Start of The data

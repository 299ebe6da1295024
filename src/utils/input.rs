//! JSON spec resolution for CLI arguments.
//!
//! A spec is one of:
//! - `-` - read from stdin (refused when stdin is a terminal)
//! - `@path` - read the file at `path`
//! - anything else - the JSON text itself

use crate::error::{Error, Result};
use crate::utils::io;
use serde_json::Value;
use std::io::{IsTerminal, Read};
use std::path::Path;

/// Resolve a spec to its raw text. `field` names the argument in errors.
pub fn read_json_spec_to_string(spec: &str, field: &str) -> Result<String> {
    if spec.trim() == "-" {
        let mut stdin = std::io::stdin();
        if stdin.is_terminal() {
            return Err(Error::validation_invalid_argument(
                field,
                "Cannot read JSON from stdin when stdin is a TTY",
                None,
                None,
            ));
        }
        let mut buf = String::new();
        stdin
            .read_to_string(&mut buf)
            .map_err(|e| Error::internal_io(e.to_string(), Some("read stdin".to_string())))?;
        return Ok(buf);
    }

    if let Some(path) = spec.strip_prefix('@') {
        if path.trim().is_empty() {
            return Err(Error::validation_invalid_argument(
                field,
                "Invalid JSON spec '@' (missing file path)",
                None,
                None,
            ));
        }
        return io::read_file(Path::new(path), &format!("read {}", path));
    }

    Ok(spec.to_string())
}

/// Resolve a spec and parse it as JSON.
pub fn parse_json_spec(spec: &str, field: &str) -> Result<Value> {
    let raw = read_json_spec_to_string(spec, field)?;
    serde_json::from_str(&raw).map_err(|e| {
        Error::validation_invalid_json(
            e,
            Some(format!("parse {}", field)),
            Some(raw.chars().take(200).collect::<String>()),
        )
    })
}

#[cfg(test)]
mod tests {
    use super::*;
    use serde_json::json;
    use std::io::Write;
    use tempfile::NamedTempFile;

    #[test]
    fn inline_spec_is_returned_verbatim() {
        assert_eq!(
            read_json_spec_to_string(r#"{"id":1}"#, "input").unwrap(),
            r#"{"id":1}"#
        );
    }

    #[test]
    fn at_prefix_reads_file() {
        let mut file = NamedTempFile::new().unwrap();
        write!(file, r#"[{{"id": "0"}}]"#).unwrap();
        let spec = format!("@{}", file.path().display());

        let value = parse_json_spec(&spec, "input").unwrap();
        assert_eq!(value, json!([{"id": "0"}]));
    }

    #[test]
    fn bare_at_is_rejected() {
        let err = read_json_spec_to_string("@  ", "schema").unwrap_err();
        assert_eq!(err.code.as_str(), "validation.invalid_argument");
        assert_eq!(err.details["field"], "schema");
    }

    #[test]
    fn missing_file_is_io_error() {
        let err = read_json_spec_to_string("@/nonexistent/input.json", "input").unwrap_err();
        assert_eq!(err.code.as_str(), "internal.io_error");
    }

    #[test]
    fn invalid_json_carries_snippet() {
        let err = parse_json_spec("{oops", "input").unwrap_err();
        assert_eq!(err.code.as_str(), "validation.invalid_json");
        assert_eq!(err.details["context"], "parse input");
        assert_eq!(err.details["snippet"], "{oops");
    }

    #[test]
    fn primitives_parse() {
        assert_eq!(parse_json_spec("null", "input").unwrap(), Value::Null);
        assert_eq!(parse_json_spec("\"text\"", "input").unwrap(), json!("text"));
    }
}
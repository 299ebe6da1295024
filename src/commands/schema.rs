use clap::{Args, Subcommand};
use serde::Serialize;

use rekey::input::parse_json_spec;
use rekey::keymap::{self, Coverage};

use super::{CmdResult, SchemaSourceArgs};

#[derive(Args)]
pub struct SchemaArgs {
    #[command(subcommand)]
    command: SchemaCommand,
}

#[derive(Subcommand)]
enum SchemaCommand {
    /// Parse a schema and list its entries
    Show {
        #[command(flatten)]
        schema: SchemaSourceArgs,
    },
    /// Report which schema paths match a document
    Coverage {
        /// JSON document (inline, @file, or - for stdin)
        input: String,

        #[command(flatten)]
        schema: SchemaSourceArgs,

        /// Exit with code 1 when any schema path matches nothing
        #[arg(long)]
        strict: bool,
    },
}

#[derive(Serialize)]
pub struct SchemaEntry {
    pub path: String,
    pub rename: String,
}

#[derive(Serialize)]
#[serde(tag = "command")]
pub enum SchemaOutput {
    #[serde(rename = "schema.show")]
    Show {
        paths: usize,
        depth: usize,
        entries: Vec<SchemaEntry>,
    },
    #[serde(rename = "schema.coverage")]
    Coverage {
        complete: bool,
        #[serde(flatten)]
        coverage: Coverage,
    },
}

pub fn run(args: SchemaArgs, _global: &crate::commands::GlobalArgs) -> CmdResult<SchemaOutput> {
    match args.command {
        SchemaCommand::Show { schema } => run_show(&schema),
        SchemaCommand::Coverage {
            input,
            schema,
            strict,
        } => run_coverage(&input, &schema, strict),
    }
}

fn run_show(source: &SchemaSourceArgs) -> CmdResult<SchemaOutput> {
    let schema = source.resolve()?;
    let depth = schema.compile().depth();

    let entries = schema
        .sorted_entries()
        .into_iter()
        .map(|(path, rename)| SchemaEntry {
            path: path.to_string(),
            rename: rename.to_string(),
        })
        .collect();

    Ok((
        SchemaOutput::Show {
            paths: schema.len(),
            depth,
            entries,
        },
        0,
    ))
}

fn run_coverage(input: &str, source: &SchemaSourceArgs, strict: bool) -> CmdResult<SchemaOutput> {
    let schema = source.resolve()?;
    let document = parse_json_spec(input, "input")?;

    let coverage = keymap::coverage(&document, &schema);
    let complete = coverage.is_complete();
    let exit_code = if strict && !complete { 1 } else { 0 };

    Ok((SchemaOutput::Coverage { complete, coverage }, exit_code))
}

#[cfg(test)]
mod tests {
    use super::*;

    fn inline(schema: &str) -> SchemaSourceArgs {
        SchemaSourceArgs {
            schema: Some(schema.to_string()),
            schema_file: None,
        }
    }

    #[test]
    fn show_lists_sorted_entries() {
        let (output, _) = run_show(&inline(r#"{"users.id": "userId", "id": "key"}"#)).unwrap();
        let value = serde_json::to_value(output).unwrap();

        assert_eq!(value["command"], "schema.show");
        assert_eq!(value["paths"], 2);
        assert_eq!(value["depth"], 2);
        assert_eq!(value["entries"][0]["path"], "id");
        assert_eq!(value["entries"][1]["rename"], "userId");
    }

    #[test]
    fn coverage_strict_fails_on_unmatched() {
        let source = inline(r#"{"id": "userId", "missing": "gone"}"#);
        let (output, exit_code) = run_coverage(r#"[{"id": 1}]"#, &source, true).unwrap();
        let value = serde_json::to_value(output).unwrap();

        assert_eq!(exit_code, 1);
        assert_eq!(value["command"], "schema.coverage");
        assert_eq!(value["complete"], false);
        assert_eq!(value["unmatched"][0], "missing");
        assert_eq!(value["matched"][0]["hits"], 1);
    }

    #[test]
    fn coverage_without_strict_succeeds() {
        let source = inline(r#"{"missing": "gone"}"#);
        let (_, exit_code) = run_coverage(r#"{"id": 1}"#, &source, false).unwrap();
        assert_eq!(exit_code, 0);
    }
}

End of The data

- **What this task involves**
Reproduce every entry above without a single alteration.

- **Response to the exercise**
repository 299ebe6da1295024
filename src/utils/input.rs
//! JSON spec resolution for CLI arguments.
//!
//! A spec is one of:
//! - `-` - read from stdin (refused when stdin is a terminal)
//! - `@path` - read the file at `path`
//! - anything else - the JSON text itself

use crate::error::{Error, Result};
use crate::utils::io;
use serde_json::Value;
use std::io::{IsTerminal, Read};
use std::path::Path;

/// Resolve a spec to its raw text. `field` names the argument in errors.
pub fn read_json_spec_to_string(spec: &str, field: &str) -> Result<String> {
    if spec.trim() == "-" {
        let mut stdin = std::io::stdin();
        if stdin.is_terminal() {
            return Err(Error::validation_invalid_argument(
                field,
                "Cannot read JSON from stdin when stdin is a TTY",
                None,
                None,
            ));
        }
        let mut buf = String::new();
        stdin
            .read_to_string(&mut buf)
            .map_err(|e| Error::internal_io(e.to_string(), Some("read stdin".to_string())))?;
        return Ok(buf);
    }

    if let Some(path) = spec.strip_prefix('@') {
        if path.trim().is_empty() {
            return Err(Error::validation_invalid_argument(
                field,
                "Invalid JSON spec '@' (missing file path)",
                None,
                None,
            ));
        }
        return io::read_file(Path::new(path), &format!("read {}", path));
    }

    Ok(spec.to_string())
}

/// Resolve a spec and parse it as JSON.
pub fn parse_json_spec(spec: &str, field: &str) -> Result<Value> {
    let raw = read_json_spec_to_string(spec, field)?;
    serde_json::from_str(&raw).map_err(|e| {
        Error::validation_invalid_json(
            e,
            Some(format!("parse {}", field)),
            Some(raw.chars().take(200).collect::<String>()),
        )
    })
}

#[cfg(test)]
mod tests {
    use super::*;
    use serde_json::json;
    use std::io::Write;
    use tempfile::NamedTempFile;

    #[test]
    fn inline_spec_is_returned_verbatim() {
        assert_eq!(
            read_json_spec_to_string(r#"{"id":1}"#, "input").unwrap(),
            r#"{"id":1}"#
        );
    }

    #[test]
    fn at_prefix_reads_file() {
        let mut file = NamedTempFile::new().unwrap();
        write!(file, r#"[{{"id": "0"}}]"#).unwrap();
        let spec = format!("@{}", file.path().display());

        let value = parse_json_spec(&spec, "input").unwrap();
        assert_eq!(value, json!([{"id": "0"}]));
    }

    #[test]
    fn bare_at_is_rejected() {
        let err = read_json_spec_to_string("@  ", "schema").unwrap_err();
        assert_eq!(err.code.as_str(), "validation.invalid_argument");
        assert_eq!(err.details["field"], "schema");
    }

    #[test]
    fn missing_file_is_io_error() {
        let err = read_json_spec_to_string("@/nonexistent/input.json", "input").unwrap_err();
        assert_eq!(err.code.as_str(), "internal.io_error");
    }

    #[test]
    fn invalid_json_carries_snippet() {
        let err = parse_json_spec("{oops", "input").unwrap_err();
        assert_eq!(err.code.as_str(), "validation.invalid_json");
        assert_eq!(err.details["context"], "parse input");
        assert_eq!(err.details["snippet"], "{oops");
    }

    #[test]
    fn primitives_parse() {
        assert_eq!(parse_json_spec("null", "input").unwrap(), Value::Null);
        assert_eq!(parse_json_spec("\"text\"", "input").unwrap(), json!("text"));
    }
}
repository 299ebe6da1295024
filename src/commands/schema.rs
use clap::{Args, Subcommand};
use serde::Serialize;

use rekey::input::parse_json_spec;
use rekey::keymap::{self, Coverage};

use super::{CmdResult, SchemaSourceArgs};

#[derive(Args)]
pub struct SchemaArgs {
    #[command(subcommand)]
    command: SchemaCommand,
}

#[derive(Subcommand)]
enum SchemaCommand {
    /// Parse a schema and list its entries
    Show {
        #[command(flatten)]
        schema: SchemaSourceArgs,
    },
    /// Report which schema paths match a document
    Coverage {
        /// JSON document (inline, @file, or - for stdin)
        input: String,

        #[command(flatten)]
        schema: SchemaSourceArgs,

        /// Exit with code 1 when any schema path matches nothing
        #[arg(long)]
        strict: bool,
    },
}

#[derive(Serialize)]
pub struct SchemaEntry {
    pub path: String,
    pub rename: String,
}

#[derive(Serialize)]
#[serde(tag = "command")]
pub enum SchemaOutput {
    #[serde(rename = "schema.show")]
    Show {
        paths: usize,
        depth: usize,
        entries: Vec<SchemaEntry>,
    },
    #[serde(rename = "schema.coverage")]
    Coverage {
        complete: bool,
        #[serde(flatten)]
        coverage: Coverage,
    },
}

pub fn run(args: SchemaArgs, _global: &crate::commands::GlobalArgs) -> CmdResult<SchemaOutput> {
    match args.command {
        SchemaCommand::Show { schema } => run_show(&schema),
        SchemaCommand::Coverage {
            input,
            schema,
            strict,
        } => run_coverage(&input, &schema, strict),
    }
}

fn run_show(source: &SchemaSourceArgs) -> CmdResult<SchemaOutput> {
    let schema = source.resolve()?;
    let depth = schema.compile().depth();

    let entries = schema
        .sorted_entries()
        .into_iter()
        .map(|(path, rename)| SchemaEntry {
            path: path.to_string(),
            rename: rename.to_string(),
        })
        .collect();

    Ok((
        SchemaOutput::Show {
            paths: schema.len(),
            depth,
            entries,
        },
        0,
    ))
}

fn run_coverage(input: &str, source: &SchemaSourceArgs, strict: bool) -> CmdResult<SchemaOutput> {
    let schema = source.resolve()?;
    let document = parse_json_spec(input, "input")?;

    let coverage = keymap::coverage(&document, &schema);
    let complete = coverage.is_complete();
    let exit_code = if strict && !complete { 1 } else { 0 };

    Ok((SchemaOutput::Coverage { complete, coverage }, exit_code))
}

#[cfg(test)]
mod tests {
    use super::*;

    fn inline(schema: &str) -> SchemaSourceArgs {
        SchemaSourceArgs {
            schema: Some(schema.to_string()),
            schema_file: None,
        }
    }

    #[test]
    fn show_lists_sorted_entries() {
        let (output, _) = run_show(&inline(r#"{"users.id": "userId", "id": "key"}"#)).unwrap();
        let value = serde_json::to_value(output).unwrap();

        assert_eq!(value["command"], "schema.show");
        assert_eq!(value["paths"], 2);
        assert_eq!(value["depth"], 2);
        assert_eq!(value["entries"][0]["path"], "id");
        assert_eq!(value["entries"][1]["rename"], "userId");
    }

    #[test]
    fn coverage_strict_fails_on_unmatched() {
        let source = inline(r#"{"id": "userId", "missing": "gone"}"#);
        let (output, exit_code) = run_coverage(r#"[{"id": 1}]"#, &source, true).unwrap();
        let value = serde_json::to_value(output).unwrap();

        assert_eq!(exit_code, 1);
        assert_eq!(value["command"], "schema.coverage");
        assert_eq!(value["complete"], false);
        assert_eq!(value["unmatched"][0], "missing");
        assert_eq!(value["matched"][0]["hits"], 1);
    }

    #[test]
    fn coverage_without_strict_succeeds() {
        let source = inline(r#"{"missing": "gone"}"#);
        let (_, exit_code) = run_coverage(r#"{"id": 1}"#, &source, false).unwrap();
        assert_eq!(exit_code, 0);
    }
}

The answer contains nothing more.